O Captain! My Captain! Where Art Thou?

Vielleicht fehlen den Grünen momentan auch erfahrene Schwergewichte, welche die Partei zusammenhalten und ihr Profil geben. Vorzeigepolitikerin und ehemalige Co-Präsidentin Mirjam Ballmer ist nach Freiburg gezogen. Ihre Co-Präsidentinnenkollegin Elisabeth Ackermann ist Regierungsrätin. Und der erfahrene Grüne Michael Wüthrich, der die Umweltkommission im Grossen Rat präsidiert, ist oft durch Streitereien mit Verkehrsdirektor Hans-Peter Wessels absorbiert, etwa wegen der BVB oder der vom Volk beschlossenen Verkehrsreduktion in Basel um zehn Prozent.

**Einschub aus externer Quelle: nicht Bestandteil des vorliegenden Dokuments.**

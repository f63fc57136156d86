//! Logging infrastructure using `tracing` and `tracing-subscriber`.
//!
//! # Log Levels
//!
//! - `error`: Config, mapping, read, or write failures
//! - `warn`: Non-fatal issues
//! - `info`: Run progress, one line per processing stage of each text
//! - `debug`: Decoding details and substitution counts
//! - `trace`: Not used by remap itself
//!
//! # Usage
//!
//! ```ignore
//! use remap_cli::logging::{init_logging, LogConfig};
//! use tracing::level_filters::LevelFilter;
//!
//! let config = LogConfig::default()
//!     .with_level(LevelFilter::DEBUG)
//!     .with_env_filter(false);
//! init_logging(&config).expect("init logging");
//! ```

use std::fs::OpenOptions;
use std::io::{self, Write};
use std::path::PathBuf;
use std::sync::{Arc, Mutex};
use tracing::level_filters::LevelFilter;
use tracing_subscriber::{
    EnvFilter,
    fmt::{self, MakeWriter},
    layer::SubscriberExt,
    util::SubscriberInitExt,
};

/// Crates whose events follow the configured level; others stay at `warn`.
const OWN_CRATES: &[&str] = &["remap_cli", "remap_ingest", "remap_map", "remap_model"];

/// Configuration for logging behavior.
#[derive(Debug, Clone)]
pub struct LogConfig {
    /// Maximum level emitted by remap crates.
    pub level_filter: LevelFilter,
    /// Let `RUST_LOG` override `level_filter` when set.
    pub use_env_filter: bool,
    /// Whether to include timestamps in log output.
    pub with_timestamps: bool,
    /// Whether to include target (module path) in log output.
    pub with_target: bool,
    /// Whether to use ANSI colors in output.
    pub with_ansi: bool,
    /// Output format: "pretty", "compact", or "json".
    pub format: LogFormat,
    /// Optional log file path. When set, logs are appended to the file.
    pub log_file: Option<PathBuf>,
}

/// Log output format.
#[derive(Debug, Clone, Copy, Default, PartialEq, Eq)]
pub enum LogFormat {
    /// Human-readable pretty format with colors.
    #[default]
    Pretty,
    /// Compact single-line format.
    Compact,
    /// JSON format for machine parsing.
    Json,
}

impl Default for LogConfig {
    fn default() -> Self {
        Self {
            level_filter: LevelFilter::INFO,
            use_env_filter: true,
            with_timestamps: true,
            with_target: false,
            with_ansi: true,
            format: LogFormat::default(),
            log_file: None,
        }
    }
}

impl LogConfig {
    #[must_use]
    pub fn with_level(mut self, level_filter: LevelFilter) -> Self {
        self.level_filter = level_filter;
        self
    }

    /// Let `RUST_LOG` take over from the configured level when set.
    #[must_use]
    pub fn with_env_filter(mut self, enable: bool) -> Self {
        self.use_env_filter = enable;
        self
    }

    #[must_use]
    pub fn with_format(mut self, format: LogFormat) -> Self {
        self.format = format;
        self
    }

    /// Set the log file path (writes to stderr when None).
    #[must_use]
    pub fn with_log_file(mut self, path: Option<PathBuf>) -> Self {
        self.log_file = path;
        self
    }

    #[must_use]
    pub fn with_ansi(mut self, enable: bool) -> Self {
        self.with_ansi = enable;
        self
    }
}

/// Initialize the global tracing subscriber with the given configuration.
///
/// This should be called once at application startup.
///
/// # Errors
///
/// Returns an error if the log file cannot be opened.
///
/// # Panics
///
/// Panics if called more than once.
pub fn init_logging(config: &LogConfig) -> io::Result<()> {
    if let Some(path) = &config.log_file {
        let file = OpenOptions::new().create(true).append(true).open(path)?;
        init_logging_with_writer(config, SharedFileWriter::new(file));
    } else {
        init_logging_with_writer(config, io::stderr);
    }
    Ok(())
}

/// Initialize logging with a custom writer (useful for testing).
pub fn init_logging_with_writer<W>(config: &LogConfig, writer: W)
where
    W: for<'writer> MakeWriter<'writer> + Send + Sync + 'static,
{
    let filter = build_env_filter(config.level_filter, config.use_env_filter);

    match config.format {
        LogFormat::Json => {
            let layer = fmt::layer()
                .json()
                .with_writer(writer)
                .with_target(config.with_target)
                .with_current_span(true);

            tracing_subscriber::registry()
                .with(filter)
                .with(layer)
                .init();
        }
        LogFormat::Compact => {
            let layer = fmt::layer()
                .compact()
                .with_writer(writer)
                .with_ansi(config.with_ansi)
                .with_target(config.with_target);

            if config.with_timestamps {
                tracing_subscriber::registry()
                    .with(filter)
                    .with(layer)
                    .init();
            } else {
                tracing_subscriber::registry()
                    .with(filter)
                    .with(layer.without_time())
                    .init();
            }
        }
        LogFormat::Pretty => {
            let layer = fmt::layer()
                .with_writer(writer)
                .with_ansi(config.with_ansi)
                .with_target(config.with_target);

            if config.with_timestamps {
                tracing_subscriber::registry()
                    .with(filter)
                    .with(layer)
                    .init();
            } else {
                tracing_subscriber::registry()
                    .with(filter)
                    .with(layer.without_time())
                    .init();
            }
        }
    }
}

#[derive(Clone)]
struct SharedFileWriter {
    file: Arc<Mutex<std::fs::File>>,
}

impl SharedFileWriter {
    fn new(file: std::fs::File) -> Self {
        Self {
            file: Arc::new(Mutex::new(file)),
        }
    }
}

struct SharedFileGuard {
    file: Arc<Mutex<std::fs::File>>,
}

impl Write for SharedFileGuard {
    fn write(&mut self, buf: &[u8]) -> io::Result<usize> {
        let mut guard = self
            .file
            .lock()
            .map_err(|_| io::Error::other("log file lock poisoned"))?;
        guard.write(buf)
    }

    fn flush(&mut self) -> io::Result<()> {
        let mut guard = self
            .file
            .lock()
            .map_err(|_| io::Error::other("log file lock poisoned"))?;
        guard.flush()
    }
}

impl<'a> MakeWriter<'a> for SharedFileWriter {
    type Writer = SharedFileGuard;

    fn make_writer(&'a self) -> Self::Writer {
        SharedFileGuard {
            file: Arc::clone(&self.file),
        }
    }
}

fn default_directives(level_filter: LevelFilter) -> String {
    let level = level_filter.to_string().to_lowercase();
    let mut directives = String::from("warn");
    for name in OWN_CRATES {
        directives.push_str(&format!(",{name}={level}"));
    }
    directives
}

/// Build an `EnvFilter` from the given level, optionally respecting `RUST_LOG`.
fn build_env_filter(level_filter: LevelFilter, use_env_filter: bool) -> EnvFilter {
    let fallback = || EnvFilter::new(default_directives(level_filter));
    if use_env_filter {
        EnvFilter::try_from_default_env().unwrap_or_else(|_| fallback())
    } else {
        fallback()
    }
}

Aber Jürg Stöcklin sieht die Personaldecke der Grünen gerade als Stärke. Seine Partei habe sehr gute, fähige junge Leute – etwa Raphael Fuhrer (der mit den Weihnachtsbäumen und dem Gemüsebeauftragten), Lea Steinle und Barbara Wegmann. «Die Grünen haben keine Nachwuchsprobleme, das ist nicht selbstverständlich heutzutage.»

Und Stöcklin sieht mit Befriedigung auf die Erfolge der Grünen zurück: das neue Energiegesetz etwa, das Basel weg von fossilen Energien bringen soll. «Und mit dem Atomkraftwerk Fessenheim kommen wir langsam auch auf die Zielgerade.» Wenn alles klappt, geht Fessenheim 2019 vom Netz. Sicher ist das aber noch nicht.